As vicars changed from career clergy to retired Human Resources and other business managers who needed something to do in retirement, the services became shorter and crammed with material, leaving no time for reflection at all. In time, the next vicar rather wanted to watch TV on Sunday evenings, so the service was dropped.

Grief, I'm onto religion now, so I may as well take in funerals too....

I've attended many funerals, from traditional Welsh burials, where all the women remain at home and make tea and the men go to the graveside [rather moving, actually], to more normal interments, to cremations with good services, to cremations with appalling clergy. The best ever was a Humanist cremation service, quite the most moving and to my mind, 'right' one of the lot.

Amen. ;)
 

daughter

Registered User
Mar 16, 2005
824
0
Point taken Bruce and let's hope some good comes from Ian's efforts.

I still stand by my comments though because encouraging someone, with AD and obsessive thoughts to believe there's something/one watching them all the time, could (in my opinion) be disastrous. Church people, or any kind of people, all that is required is some consideration and not baptism.

I am interested in your comments about Humanistic cremation services. Is there any more information you could provide on this?
 

Geraldine

Registered User
Oct 17, 2003
143
0
Nottingham
Dear Fr

Our local church helped my Mum attend servcies and functions for as long as she was able - her biggest problem was the decreasing problem caused by lewy Body Dementia. After she moved into a home parishoners regularly visited.

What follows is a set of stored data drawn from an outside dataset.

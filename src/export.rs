//! Presentation grid for spreadsheet export.
//!
//! One row per employee, one cell per day of the month. The relief
//! employee's working cells are rendered as `B` here and only here; the
//! persisted schedule keeps the real shift symbols.

use chrono::NaiveDate;
use serde::Serialize;

use crate::models::{Employee, MonthSchedule, ShiftSymbol};

/// One employee's row in the export grid.
#[derive(Debug, Clone, PartialEq, Serialize)]
#[serde(rename_all = "camelCase")]
pub struct GridRow {
    pub employee_id: String,
    pub name: String,
    pub short_code: Option<String>,
    /// One symbol per day; empty string where the schedule has no row.
    pub cells: Vec<String>,
}

/// Month export grid.
#[derive(Debug, Clone, PartialEq, Serialize)]
#[serde(rename_all = "camelCase")]
pub struct MonthGrid {
    pub year: i32,
    pub month: u32,
    /// Column headers, chronological.
    pub dates: Vec<NaiveDate>,
    pub rows: Vec<GridRow>,
}

impl MonthGrid {
    /// Builds the grid in roster order.
    pub fn from_schedule(
        schedule: &MonthSchedule,
        employees: &[Employee],
        relief_employee: Option<&str>,
    ) -> Self {
        let mut dates: Vec<NaiveDate> = schedule.rows.iter().map(|r| r.date).collect();
        dates.sort();
        dates.dedup();

        let rows = employees
            .iter()
            .map(|e| {
                let relief = relief_employee == Some(e.id.as_str());
                let cells = dates
                    .iter()
                    .map(|&d| match schedule.symbol_for(&e.id, d) {
                        Some(symbol) if relief && symbol.shift().is_some() => {
                            ShiftSymbol::Relief.to_string()
                        }
                        Some(symbol) => symbol.to_string(),
                        None => String::new(),
                    })
                    .collect();
                GridRow {
                    employee_id: e.id.clone(),
                    name: e.name.clone(),
                    short_code: e.short_code.clone(),
                    cells,
                }
            })
            .collect();

        Self {
            year: schedule.year,
            month: schedule.month,
            dates,
            rows,
        }
    }

    /// Row of an employee.
    pub fn row(&self, employee_id: &str) -> Option<&GridRow> {
        self.rows.iter().find(|r| r.employee_id == employee_id)
    }
}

During 'crisis' before this at home our vicar would come literally at the drop of a hat, Mum also had communion at home and once in the home. I know they would have organised this more if I had asked - but I'm ashamed to say never got aroung to organising it. Our church also supported me as a carer letting me withdraw from activley participating as priororities in life changed but always being there if I needed them . What I would have likes was to the churches in the locality to Mum's home to be more proactive in going in for occasioanl worship and prayer - whatever the denomination.

regards

geraldine
 

Norman

Registered User
Oct 9, 2003
4,348
0
Birmingham Hades
Hi Daughter
I do agree with most of your comments on religion.
My age group were sent to Sunday school and all that went with it.
As a young man I was in a sea school and we were packed off Sunday mornings to church.
I never attend church now and I do wonder how much ministers know and understand about dementia?
Best wishes
Norman

PS
this was a post that I made August 2004

Like Bruce I am neutral on religion.
We went to a Humanist funeral a little while ago,I was impressed.
He was an old bowling friend,a Welshman from the South Wales valleys.
He loved big bands and jazz,when we entered the church(crem)Joe Loss was playing,no hymns,no preaching.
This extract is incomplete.